GCAP, in particular, has a unique strategic value that not even AUKUS possesses. It focuses on a capability – the next generation fighter jet – that all members will pursue, developing it with the intent of exporting it to other like-minded partners. In this respect, therefore, GCAP is a technology accelerator agreement as well as a down payment towards increased international influence and economic prowess through defence exports.

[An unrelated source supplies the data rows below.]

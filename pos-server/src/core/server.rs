//! Server Implementation
//!
//! HTTP server startup and graceful shutdown

use crate::api;
use crate::core::{Config, Result, ServerState};

/// HTTP Server
pub struct Server {
    config: Config,
    state: Option<ServerState>,
}

impl Server {
    pub fn new(config: Config) -> Self {
        Self {
            config,
            state: None,
        }
    }

    /// Create server with existing state (for tests and embedding)
    pub fn with_state(config: Config, state: ServerState) -> Self {
        Self {
            config,
            state: Some(state),
        }
    }

    pub async fn run(&self) -> Result<()> {
        // Create application state if not provided
        let state = match &self.state {
            Some(s) => s.clone(),
            None => ServerState::initialize(&self.config).await?,
        };

        let app = api::build_app(&state).with_state(state.clone());

        let addr = std::net::SocketAddr::from(([0, 0, 0, 0], self.config.http_port));
        let listener = tokio::net::TcpListener::bind(addr).await?;
        tracing::info!("Lotus POS server listening on {}", addr);

        let shutdown_timeout = std::time::Duration::from_millis(self.config.shutdown_timeout_ms);
        axum::serve(listener, app)
            .with_graceful_shutdown(async move {
                let _ = tokio::signal::ctrl_c().await;
                tracing::info!(
                    "Shutting down (draining for up to {}ms)...",
                    shutdown_timeout.as_millis()
                );
            })
            .await?;

        Ok(())
    }
}
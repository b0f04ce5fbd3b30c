//! Order Model
//!
//! One row per completed transaction. The orders table is the append-only
//! ledger every report reads from: rows are created by checkout and never
//! mutated or deleted afterwards.

use serde::{Deserialize, Serialize};

/// Order entity (one completed transaction)
#[derive(Debug, Clone, Serialize, Deserialize)]
#[cfg_attr(feature = "db", derive(sqlx::FromRow))]
pub struct Order {
    pub id: i64,
    /// Creation instant (Unix millis, immutable)
    pub created_at: i64,
    /// Total cost of the transaction (non-negative)
    pub total_amount: f64,
    pub note: Option<String>,
}

/// Create order payload (kiosk checkout)
#[derive(Debug, Clone, Serialize, Deserialize)]
pub struct OrderCreate {
    pub total_amount: f64,
    pub note: Option<String>,
}
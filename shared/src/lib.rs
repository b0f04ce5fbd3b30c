//! Shared types for the Lotus POS system
//!
//! Domain models used by the server and (via API) the kiosk and manager
//! frontends, plus small ID/time utilities.

pub mod models;
pub mod util;

// Re-exports
pub use serde::{Deserialize, Serialize};
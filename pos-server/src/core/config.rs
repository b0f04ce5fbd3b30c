use std::path::PathBuf;

use chrono_tz::Tz;

/// Server configuration
///
/// # Environment variables
///
/// Every setting can be overridden through the environment:
///
/// | Variable | Default | Description |
/// |----------|---------|-------------|
/// | WORK_DIR | /var/lib/lotus/pos | Working directory (database, logs) |
/// | HTTP_PORT | 3000 | HTTP API port |
/// | TIMEZONE | UTC | Business timezone (IANA name) |
/// | ENVIRONMENT | development | development \| staging \| production |
/// | REQUEST_TIMEOUT_MS | 30000 | Per-request timeout (millis) |
/// | REPORT_QUERY_TIMEOUT_MS | 10000 | Per-aggregation timeout (millis) |
/// | SHUTDOWN_TIMEOUT_MS | 10000 | Graceful shutdown drain (millis) |
///
/// # Example
///
/// ```ignore
/// WORK_DIR=/data/lotus HTTP_PORT=8080 TIMEZONE=Europe/Madrid cargo run
/// ```
#[derive(Debug, Clone)]
pub struct Config {
    /// Working directory for database and log files
    pub work_dir: String,
    /// HTTP API port
    pub http_port: u16,
    /// Business timezone; all calendar-day boundaries use this
    pub timezone: Tz,
    /// Runtime environment: development | staging | production
    pub environment: String,
    /// Whole-request timeout (millis)
    pub request_timeout_ms: u64,
    /// Timeout for a single report aggregation query (millis)
    pub report_query_timeout_ms: u64,
    /// Graceful shutdown drain timeout (millis)
    pub shutdown_timeout_ms: u64,
}

impl Config {
    /// Load configuration from environment variables, falling back to
    /// defaults for anything unset
    pub fn from_env() -> Self {
        let timezone = std::env::var("TIMEZONE")
            .ok()
            .and_then(|name| {
                name.parse::<Tz>()
                    .inspect_err(|_| {
                        tracing::warn!("Unknown TIMEZONE '{}', falling back to UTC", name);
                    })
                    .ok()
            })
            .unwrap_or(chrono_tz::UTC);

        Self {
            work_dir: std::env::var("WORK_DIR").unwrap_or_else(|_| "/var/lib/lotus/pos".into()),
            http_port: std::env::var("HTTP_PORT")
                .ok()
                .and_then(|p| p.parse().ok())
                .unwrap_or(3000),
            timezone,
            environment: std::env::var("ENVIRONMENT").unwrap_or_else(|_| "development".into()),
            request_timeout_ms: std::env::var("REQUEST_TIMEOUT_MS")
                .ok()
                .and_then(|p| p.parse().ok())
                .unwrap_or(30000),
            report_query_timeout_ms: std::env::var("REPORT_QUERY_TIMEOUT_MS")
                .ok()
                .and_then(|p| p.parse().ok())
                .unwrap_or(10000),
            shutdown_timeout_ms: std::env::var("SHUTDOWN_TIMEOUT_MS")
                .ok()
                .and_then(|p| p.parse().ok())
                .unwrap_or(10000),
        }
    }

    /// Override the work directory and port, mainly for tests
    pub fn with_overrides(work_dir: impl Into<String>, http_port: u16) -> Self {
        let mut config = Self::from_env();
        config.work_dir = work_dir.into();
        config.http_port = http_port;
        config
    }

    /// Directory holding the SQLite database files
    pub fn database_dir(&self) -> PathBuf {
        PathBuf::from(&self.work_dir).join("database")
    }

    /// Directory holding rolling log files
    pub fn logs_dir(&self) -> PathBuf {
        PathBuf::from(&self.work_dir).join("logs")
    }

    /// Create the work directory layout if missing
    pub fn ensure_work_dir_structure(&self) -> std::io::Result<()> {
        std::fs::create_dir_all(self.database_dir())?;
        std::fs::create_dir_all(self.logs_dir())?;
        Ok(())
    }

    /// Timeout applied to each report aggregation query
    pub fn report_query_timeout(&self) -> std::time::Duration {
        std::time::Duration::from_millis(self.report_query_timeout_ms)
    }

    pub fn is_production(&self) -> bool {
        self.environment == "production"
    }

    pub fn is_development(&self) -> bool {
        self.environment == "development"
    }
}

impl Default for Config {
    fn default() -> Self {
        Self::from_env()
    }
}
/// Current UTC timestamp in milliseconds
pub fn now_millis() -> i64 {
    chrono::Utc::now().timestamp_millis()
}

/// Generate a Snowflake-style i64 for use as resource ID.
///
/// Layout (53 bits, fits in JavaScript's Number.MAX_SAFE_INTEGER):
///   - 41 bits: milliseconds since 2024-01-01 UTC (~69 years)
///   - 12 bits: random (4096 values per ms, collision-free at POS scale)
pub fn snowflake_id() -> i64 {
    use rand::Rng;
    // Custom epoch: 2024-01-01 00:00:00 UTC
    const EPOCH_MS: i64 = 1_704_067_200_000;
    let now = now_millis();
    let ts = (now - EPOCH_MS) & 0x1FF_FFFF_FFFF; // 41 bits
    let rand_bits: i64 = rand::thread_rng().gen_range(0..0x1000); // 12 bits
    (ts << 12) | rand_bits
}

#[cfg(test)]
mod tests {
    use super::*;

    #[test]
    fn snowflake_ids_are_positive_and_monotonic_per_ms() {
        let a = snowflake_id();
        let b = snowflake_id();
        assert!(a > 0);
        assert!(b > 0);
        // Same-millisecond IDs share the timestamp bits
        assert!((a >> 12) <= (b >> 12));
    }
}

That’s how technology minilaterals matter to the UK. They speak to the country’s need to get relevant cutting-edge technology for deterrence and operational advantage faster; they speak to a Britain that is connected to leading stakeholders to shape the future of international security; they strengthen the economic foundations of the UK’s resilience as a credible defence industrial power of international significance.
James Rogers
Co-founder and Director of Research, Council on Geostrategy
Often, minilateralism is the precursor of multilateralism. Take NATO, for example. Widely acknowledged as the world’s most effective multilateral defensive alliance, NATO began as a minilateral effort brought about by the insight and drive of Ernest Bevin, Foreign Secretary, in the late 1940s. His decision to issue British security guarantees to France and then the Low Countries to form the Western Union in 1948 created a centre of gravity to draw in others – not least the vast resources of the US and Canada. Without preparatory minilateralism, it is not clear if NATO would have ever got off the ground.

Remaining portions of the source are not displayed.